Most people take their WC for granted. For Multiple Sclerosis sufferer Kathleen, it is much more…

“It was quite a surprise when I first used it, but it’s an absolute godsend,” she says.

Closomat wash and dry toiletThe WC in question is a Closomat Palma Vita wash & dry (automatic shower) toilet, installed in her wetroom at her home in Hertfordshire but used by all the family.

The Closomat Palma Vita looks like- and can be used as – a conventional WC, as Kathleen’s family do. She uses the integrated douching and drying facility. Remaining seated after toileting and triggering the flush process prompts simultaneous flushing and warm water douching followed by warm air drying. There is no need to manually wipe clean.

Kathleen was diagnosed with MS 19 years ago, when she was referred to a neurologist after bouts of numbness and pins & needles made her think she had a trapped nerve- two months before discovering she was pregnant. When her marriage broke down a couple of years later, she and her son moved in with her mother.
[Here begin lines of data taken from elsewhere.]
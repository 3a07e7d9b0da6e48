//! Knowledge-graph QA over a small directed graph of extracted triplets.

use tracing::{info, warn};

use crate::agents::{AgentContext, failure_message, require_input};
use crate::error::AppError;

pub const EXTRACT_TEMPLATE: &str = "kg_extract.txt";
pub const QUERY_TEMPLATE: &str = "kg_query.txt";

pub const NOT_FOUND_MESSAGE: &str = "No matching information found in the graph.";

pub const DEMO_TEXT: &str = "Steve Jobs founded Apple in 1976.";
pub const DEMO_QUESTION: &str = "Who founded Apple?";

#[derive(Debug, Clone, PartialEq, Eq)]
pub struct Edge {
    pub subject: String,
    pub relation: String,
    pub object: String,
}

impl std::fmt::Display for Edge {
    fn fmt(&self, f: &mut std::fmt::Formatter<'_>) -> std::fmt::Result {
        write!(f, "{} --{}--> {}", self.subject, self.relation, self.object)
    }
}

/// Directed graph with at most one edge per (subject, object) pair.
#[derive(Debug, Default)]
pub struct KnowledgeGraph {
    edges: Vec<Edge>,
}

impl KnowledgeGraph {
    /// Add or relabel the edge `subject -> object`.
    pub fn add_edge(&mut self, subject: &str, relation: &str, object: &str) {
        if let Some(e) = self.edges.iter_mut().find(|e| e.subject == subject && e.object == object) {
            e.relation = relation.to_string();
        } else {
            self.edges.push(Edge {
                subject: subject.to_string(),
                relation: relation.to_string(),
                object: object.to_string(),
            });
        }
    }

    /// Edges where `node` is either endpoint, in insertion order.
    pub fn edges_touching(&self, node: &str) -> Vec<&Edge> {
        self.edges.iter().filter(|e| e.subject == node || e.object == node).collect()
    }

    pub fn edges(&self) -> &[Edge] {
        &self.edges
    }

    pub fn node_count(&self) -> usize {
        let mut nodes: Vec<&str> = self.edges.iter().flat_map(|e| [e.subject.as_str(), e.object.as_str()]).collect();
        nodes.sort_unstable();
        nodes.dedup();
        nodes.len()
    }
}

/// Parse one `subject, relation, object` line. Anything without exactly
/// three comma-separated parts is ignored.
pub fn parse_triplet(line: &str) -> Option<(String, String, String)> {
    let line = line.trim().trim_start_matches(['-', '*']).trim();
    let line = line.strip_prefix('(').and_then(|l| l.strip_suffix(')')).unwrap_or(line);
    let parts: Vec<&str> = line.split(',').map(str::trim).collect();
    match parts.as_slice() {
        [s, r, o] if !s.is_empty() && !r.is_empty() && !o.is_empty() => {
            Some((s.to_string(), r.to_string(), o.to_string()))
        }
        _ => None,
    }
}

pub struct KnowledgeGraphAgent {
    ctx: AgentContext,
    graph: KnowledgeGraph,
}

impl KnowledgeGraphAgent {
    pub fn new(ctx: AgentContext) -> Self {
        Self { ctx, graph: KnowledgeGraph::default() }
    }

    pub fn graph(&self) -> &KnowledgeGraph {
        &self.graph
    }

    /// Ask the model for triplets and add them. Returns the number of lines
    /// that became edges.
    pub async fn build_graph_from_text(&mut self, text: &str) -> Result<usize, AppError> {
        let text = require_input(text, "text")?;
        let template = self.ctx.template(EXTRACT_TEMPLATE)?;
        let reply = self.ctx.complete(template.render([("text", text)])).await?;

        let mut added = 0;
        for line in reply.lines() {
            if let Some((s, r, o)) = parse_triplet(line) {
                self.graph.add_edge(&s, &r, &o);
                added += 1;
            }
        }
        if added == 0 {
            warn!("knowledge graph: model reply contained no triplets");
        }
        info!(added, edges = self.graph.edges.len(), "graph built");
        Ok(added)
    }

    /// Map the question to a node and list every edge touching it.
    pub async fn query(&self, question: &str) -> String {
        let question = match require_input(question, "question") {
            Ok(q) => q,
            Err(e) => return e.to_string(),
        };
        let node = match self.resolve_node(question).await {
            Ok(n) => n,
            Err(e) => return failure_message("knowledge_graph", &e),
        };
        info!(%node, "graph query");

        let hits = self.graph.edges_touching(&node);
        if hits.is_empty() {
            return NOT_FOUND_MESSAGE.to_string();
        }
        hits.iter().map(ToString::to_string).collect::<Vec<_>>().join("\n")
    }

    async fn resolve_node(&self, question: &str) -> Result<String, AppError> {
        let template = self.ctx.template(QUERY_TEMPLATE)?;
        let reply = self.ctx.complete(template.render([("question", question)])).await?;
        Ok(reply.trim().trim_matches(['"', '\'', '.']).trim().to_string())
    }
}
As her condition has deteriorated, her social housing provider (B3 Living) has adapted the family home within site/ property limitations to accommodate her limitations, using Disabled Facilities Grant funding to create a downstairs bedroom and en-suite.

“There’s not a lot of space, I can’t even turn my wheelchair round in the wetroom, but I’m lucky to have it at all!” comments Kathleen. “The Closomat’s no bigger than a ‘normal’ toilet, so I manage. It was one of the first aids I had, and made such a difference as it meant I could go to the toilet without help.

“We have future-proofed it, in that I have a touch sensitive hand switch, so I can still use it as my condition deteriorates. Bending my arms is now a real issue, but at the moment I can still use the standard flush pad, with my elbow.”